Roche announced on Mar. 20 that it will stop developing its anti-myostatin therapy emugrobart for spinal muscular atrophy after the treatment did not show the expected improvements in clinical trials. The decision follows mid-stage data from the Phase 2/3 MANATEE study, which combined emugrobart with Roche's existing SMA drug Evrysdi and enrolled 259 patients.

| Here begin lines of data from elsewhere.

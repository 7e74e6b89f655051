//! Expression templates with named placeholders.
//!
//! `{name}` is replaced by the value bound to `name`; `{{` and `}}` stand for
//! literal braces. Binding guest names into
//! `({a} & {b}) | ({c} & {d})` turns one formula shape into many puzzles.

use rustc_hash::FxHashMap;

use crate::ast::BoolExpr;
use crate::error::{LogicError, LogicResult};
use crate::parser;

#[derive(Debug, Clone, PartialEq, Eq)]
enum Segment {
    Literal(String),
    Placeholder(String),
}

/// A validated template.
#[derive(Debug, Clone, PartialEq, Eq)]
pub struct Template {
    source: String,
    segments: Vec<Segment>,
}

impl Template {
    /// Parse template text, rejecting stray braces and empty or malformed
    /// placeholder names.
    pub fn new(source: impl Into<String>) -> LogicResult<Self> {
        let source = source.into();
        let segments = split(&source)?;
        Ok(Self { source, segments })
    }

    /// The original template text.
    pub fn source(&self) -> &str {
        &self.source
    }

    /// Placeholder names in order of first appearance.
    pub fn placeholders(&self) -> Vec<&str> {
        let mut names: Vec<&str> = Vec::new();
        for segment in &self.segments {
            if let Segment::Placeholder(name) = segment {
                if !names.contains(&name.as_str()) {
                    names.push(name);
                }
            }
        }
        names
    }

    /// Substitute every placeholder.
    pub fn render(&self, bindings: &FxHashMap<String, String>) -> LogicResult<String> {
        let mut out = String::with_capacity(self.source.len());
        for segment in &self.segments {
            match segment {
                Segment::Literal(text) => out.push_str(text),
                Segment::Placeholder(name) => {
                    let value = bindings
                        .get(name)
                        .ok_or_else(|| LogicError::MissingBinding(name.clone()))?;
                    out.push_str(value);
                }
            }
        }
        Ok(out)
    }

    /// Substitute from `(name, value)` pairs.
    pub fn render_pairs(&self, pairs: &[(&str, &str)]) -> LogicResult<String> {
        let bindings: FxHashMap<String, String> = pairs
            .iter()
            .map(|(k, v)| ((*k).to_string(), (*v).to_string()))
            .collect();
        self.render(&bindings)
    }

    /// Substitute and parse the result as an expression.
    pub fn instantiate(&self, bindings: &FxHashMap<String, String>) -> LogicResult<BoolExpr> {
        parser::parse(&self.render(bindings)?)
    }
}

fn split(source: &str) -> LogicResult<Vec<Segment>> {
    let mut segments = Vec::new();
    let mut literal = String::new();
    let mut chars = source.char_indices().peekable();

    while let Some((pos, c)) = chars.next() {
        match c {
            '{' if chars.peek().is_some_and(|&(_, n)| n == '{') => {
                chars.next();
                literal.push('{');
            }
            '}' if chars.peek().is_some_and(|&(_, n)| n == '}') => {
                chars.next();
                literal.push('}');
            }
            '}' => return Err(LogicError::UnbalancedBrace { position: pos }),
            '{' => {
                let mut name = String::new();
                let mut closed = false;
                for (_, n) in chars.by_ref() {
                    if n == '}' {
                        closed = true;
                        break;
                    }
                    name.push(n);
                }
                if !closed {
                    return Err(LogicError::UnbalancedBrace { position: pos });
                }
                if !is_identifier(&name) {
                    return Err(LogicError::InvalidPlaceholder {
                        position: pos,
                        name,
                    });
                }
                if !literal.is_empty() {
                    segments.push(Segment::Literal(std::mem::take(&mut literal)));
                }
                segments.push(Segment::Placeholder(name));
            }
            other => literal.push(other),
        }
    }
    if !literal.is_empty() {
        segments.push(Segment::Literal(literal));
    }
    Ok(segments)
}

fn is_identifier(name: &str) -> bool {
    let mut chars = name.chars();
    chars
        .next()
        .is_some_and(|c| c.is_ascii_alphabetic() || c == '_')
        && chars.all(|c| c.is_ascii_alphanumeric() || c == '_')
}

The move is significant for patients with spinal muscular atrophy, as it reduces immediate options for new therapies but may create opportunities for other companies working in this area. According to Roche’s subsidiary Genentech, the decision was “difficult” and based on data showing that emugrobart “did not consistently deliver the improvements we hoped for in muscle growth and motor function.” The company emphasized that safety concerns were not a factor, stating that emugrobart was well-tolerated and did not cause patients to drop out of the study.
Roche said it would share a more detailed analysis of the MANATEE trial at an upcoming scientific congress. In its letter to patients, Roche wrote, “We recognize this news will be disappointing to the SMA community,” and thanked participants, caregivers, and others involved in the trial. Patients currently enrolled will transition from emugrobart to Evrysdi treatment.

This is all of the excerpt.